Chinese rescuers scoured through rocks on Saturday in a frantic search for more than 140 people feared buried after a landslide smashed through a mountain village in southwest Sichuan province.
A couple and a baby were rescued and taken to hospital after 46 homes in the village of Xinmo were swallowed by huge boulders when the side of a mountain collapsed, according to the local Maoxian, or Mao county, government.
A fourth survivor was found but rescuers were still trying to get to him.
At least 141 people were missing, the People's Daily said, citing a Maoxian government spokesman hours after the 6:00 am landslide.
The landslide blocked a two-kilometre (one-mile) stretch of river and 1.6 kilometre of road.
Rescuers used ropes to move a massive rock while dozens of others, aided by dogs, searched the rubble for survivors, according to videos posted online by the Maoxian government and state broadcaster CCTV.

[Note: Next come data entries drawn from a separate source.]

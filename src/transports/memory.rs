//! In-memory transport, mostly useful in tests

use crate::core::{LogRecord, Result, Transport, TransportConfig};
use parking_lot::Mutex;
use std::sync::Arc;

/// Keeps every accepted record. Clones share the same record list, so keep a
/// clone around to inspect what the logger wrote.
///
/// # Example
///
/// ```
/// use transport_logger::prelude::*;
///
/// let memory = MemoryTransport::with_config(TransportConfig::new().with_log_format("{content}"));
/// let logger = Logger::new("test").with_transport(memory.clone());
///
/// logger.info(&[&"hello", &42]);
/// assert_eq!(memory.raw_lines(), vec!["hello 42"]);
/// ```
#[derive(Debug, Clone, Default)]
pub struct MemoryTransport {
    config: TransportConfig,
    records: Arc<Mutex<Vec<LogRecord>>>,
}

impl MemoryTransport {
    pub fn new() -> Self {
        Self::default()
    }

    pub fn with_config(config: TransportConfig) -> Self {
        Self {
            config,
            records: Arc::default(),
        }
    }

    pub fn records(&self) -> Vec<LogRecord> {
        self.records.lock().clone()
    }

    pub fn raw_lines(&self) -> Vec<String> {
        self.records.lock().iter().map(|r| r.raw.clone()).collect()
    }

    pub fn formatted_lines(&self) -> Vec<String> {
        self.records.lock().iter().map(|r| r.formatted.clone()).collect()
    }

    pub fn len(&self) -> usize {
        self.records.lock().len()
    }

    pub fn is_empty(&self) -> bool {
        self.records.lock().is_empty()
    }

    pub fn clear(&self) {
        self.records.lock().clear();
    }
}

impl Transport for MemoryTransport {
    fn log(&mut self, record: &LogRecord) -> Result<()> {
        self.records.lock().push(record.clone());
        Ok(())
    }

    fn config(&self) -> &TransportConfig {
        &self.config
    }

    fn config_mut(&mut self) -> &mut TransportConfig {
        &mut self.config
    }

    fn name(&self) -> &str {
        "memory"
    }
}
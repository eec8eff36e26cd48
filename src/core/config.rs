//! Loading a logger setup from a configuration document

use super::{
    error::{LoggerError, Result},
    logger::Logger,
    transport::TransportConfig,
};
use crate::transports::{ConsoleTransport, FileTransportConfig, PlainFileTransport};
use serde::{Deserialize, Serialize};

/// Declarative description of a logger and its built-in transports
///
/// Every field is optional in the document. Omitting `console` and `file`
/// yields a logger without transports.
///
/// # Example
///
/// ```
/// use transport_logger::LoggerConfig;
///
/// let logger = LoggerConfig::from_json(r#"{
///     "name": "api",
///     "console": { "minimum_level": "debug", "time_format": "iso8601" }
/// }"#)
/// .unwrap()
/// .build()
/// .unwrap();
///
/// assert_eq!(logger.name(), "api");
/// assert_eq!(logger.transport_count(), 1);
/// ```
#[derive(Debug, Clone, PartialEq, Eq, Serialize, Deserialize)]
#[serde(default)]
pub struct LoggerConfig {
    pub name: String,
    pub console: Option<TransportConfig>,
    pub file: Option<FileTransportConfig>,
}

impl Default for LoggerConfig {
    fn default() -> Self {
        Self {
            name: "default".to_string(),
            console: None,
            file: None,
        }
    }
}

impl LoggerConfig {
    pub fn from_json(document: &str) -> Result<Self> {
        let config: LoggerConfig = serde_json::from_str(document)?;
        config.validate()?;
        Ok(config)
    }

    pub fn validate(&self) -> Result<()> {
        if let Some(file) = &self.file {
            if file.log_path.as_os_str().is_empty() {
                return Err(LoggerError::config("file", "log_path must not be empty"));
            }
        }
        Ok(())
    }

    /// Console first, then file
    pub fn build(&self) -> Result<Logger> {
        self.validate()?;

        let mut builder = Logger::builder().name(self.name.clone());
        if let Some(console) = &self.console {
            builder = builder.transport(ConsoleTransport::with_config(console.clone()));
        }
        if let Some(file) = &self.file {
            builder = builder.transport(PlainFileTransport::with_config(file.clone()));
        }
        Ok(builder.build())
    }
}
//! Logging macros that also capture the enclosing function name.
//!
//! The logger methods only know the caller's file, line and column. The
//! macros expand at the call site, so they can fill `{functionName}` too.
//!
//! # Examples
//!
//! ```
//! use transport_logger::prelude::*;
//! use transport_logger::info;
//!
//! let logger = Logger::new("server");
//!
//! // Basic logging
//! info!(logger, "Server started");
//!
//! // Several values, joined with spaces
//! let port = 8080;
//! info!(logger, "Server listening on port", port);
//!
//! // Formatted content
//! info!(logger, format_args!("User {} performed action: {}", 42, "login"));
//! ```

/// Log values at the given level.
///
/// # Examples
///
/// ```
/// use transport_logger::prelude::*;
/// use transport_logger::log;
///
/// let memory = MemoryTransport::with_config(
///     TransportConfig::new().with_log_format("{functionName}: {content}"),
/// );
/// let logger = Logger::new("app").with_transport(memory.clone());
///
/// fn handle(logger: &Logger) {
///     log!(logger, LoggerLevel::Error, "Error code:", 500);
/// }
/// handle(&logger);
///
/// assert_eq!(memory.raw_lines(), vec!["handle: Error code: 500"]);
/// ```
#[macro_export]
macro_rules! log {
    ($logger:expr, $level:expr, $($value:expr),+ $(,)?) => {
        $logger.log_at(
            $level,
            &[$(&$value as &dyn $crate::Loggable),+],
            ::std::option::Option::Some($crate::__call_site!()),
        )
    };
}

/// Log a debug-level message.
///
/// # Examples
///
/// ```
/// # use transport_logger::prelude::*;
/// # let logger = Logger::new("app");
/// # logger.set_minimum_level(LoggerLevel::Debug);
/// use transport_logger::debug;
/// debug!(logger, "Debug information");
/// debug!(logger, "Counter value:", 10);
/// ```
#[macro_export]
macro_rules! debug {
    ($logger:expr, $($value:expr),+ $(,)?) => {
        $crate::log!($logger, $crate::LoggerLevel::Debug, $($value),+)
    };
}

/// Log a notice-level message.
#[macro_export]
macro_rules! notice {
    ($logger:expr, $($value:expr),+ $(,)?) => {
        $crate::log!($logger, $crate::LoggerLevel::Notice, $($value),+)
    };
}

/// Log an info-level message.
///
/// # Examples
///
/// ```
/// # use transport_logger::prelude::*;
/// # let logger = Logger::new("app");
/// use transport_logger::info;
/// info!(logger, "Application started");
/// info!(logger, "Processing", 100, "items");
/// ```
#[macro_export]
macro_rules! info {
    ($logger:expr, $($value:expr),+ $(,)?) => {
        $crate::log!($logger, $crate::LoggerLevel::Info, $($value),+)
    };
}

/// Log a success-level message.
#[macro_export]
macro_rules! success {
    ($logger:expr, $($value:expr),+ $(,)?) => {
        $crate::log!($logger, $crate::LoggerLevel::Success, $($value),+)
    };
}

/// Log a warning-level message.
///
/// # Examples
///
/// ```
/// # use transport_logger::prelude::*;
/// # let logger = Logger::new("app");
/// use transport_logger::warning;
/// warning!(logger, "Low disk space");
/// warning!(logger, format_args!("Retry attempt {} of {}", 3, 5));
/// ```
#[macro_export]
macro_rules! warning {
    ($logger:expr, $($value:expr),+ $(,)?) => {
        $crate::log!($logger, $crate::LoggerLevel::Warning, $($value),+)
    };
}

/// Log an error-level message.
///
/// # Examples
///
/// ```
/// # use transport_logger::prelude::*;
/// # let logger = Logger::new("app");
/// use transport_logger::{error, inspect};
///
/// #[derive(Debug)]
/// struct Request { id: u32 }
///
/// error!(logger, "Request failed:", inspect(&Request { id: 7 }));
/// ```
#[macro_export]
macro_rules! error {
    ($logger:expr, $($value:expr),+ $(,)?) => {
        $crate::log!($logger, $crate::LoggerLevel::Error, $($value),+)
    };
}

Bulldozers and heavy diggers were also deployed to remove boulders, the images showed. Medics were seen treating a woman on a road. Hundreds of police, military and firefighters were taking part in the rescue.
Wang Yongbo, one of the officials in charge of rescue efforts, said the vital signs of one of the survivors "are weak".
"It's the biggest landslide in this area since the Wenchuan earthquake," he said, referring to the disaster that killed 87,000 people in 2008 in a town in Sichuan.
Local police captain Chen Tiebo said the heavy rains that hit the region in recent days had triggered the landslide.
"There are several tonnes of rock" over the village, he told the state broadcaster CCTV.
"It's a seismic area here. There's not a lot of vegetation," Chen said.
Trees can help absorb excess rain and prevent landslides.
Tao Jian, director of the local weather service, told CCTV that the 2008 earthquake had "weakened the mountain" and that "a weak rain can provoke a geological catastrophe".
A report from the state news agency Xinhua said that the landslide occurred when the high part of a mountain in the Tibetan and Qiang Autonomous Prefecture of Aba collapsed.
President Xi Jinping called for rescuers to "spare no effort" in their search for survivors, according to CCTV.
China's national weather observatory said more heavy rain was expected in parts of Sichuan and other southwestern provinces.
Landslides are a frequent danger in rural and mountainous parts of China, particularly at times of heavy rains.
At least 12 people were killed in January when a landslide crushed a hotel in central Hubei province.
In October landslides battered eastern China in the wake of torrential rains brought by Typhoon Megi, causing widespread damage and killing at least eight.
More than 70 were killed by a landslide in the southern commercial hub of Shenzhen in December 2015, caused by the improper storage of waste.
One of the deadliest landslides took place in 1991, when 216 were killed in southwestern Yunnan province.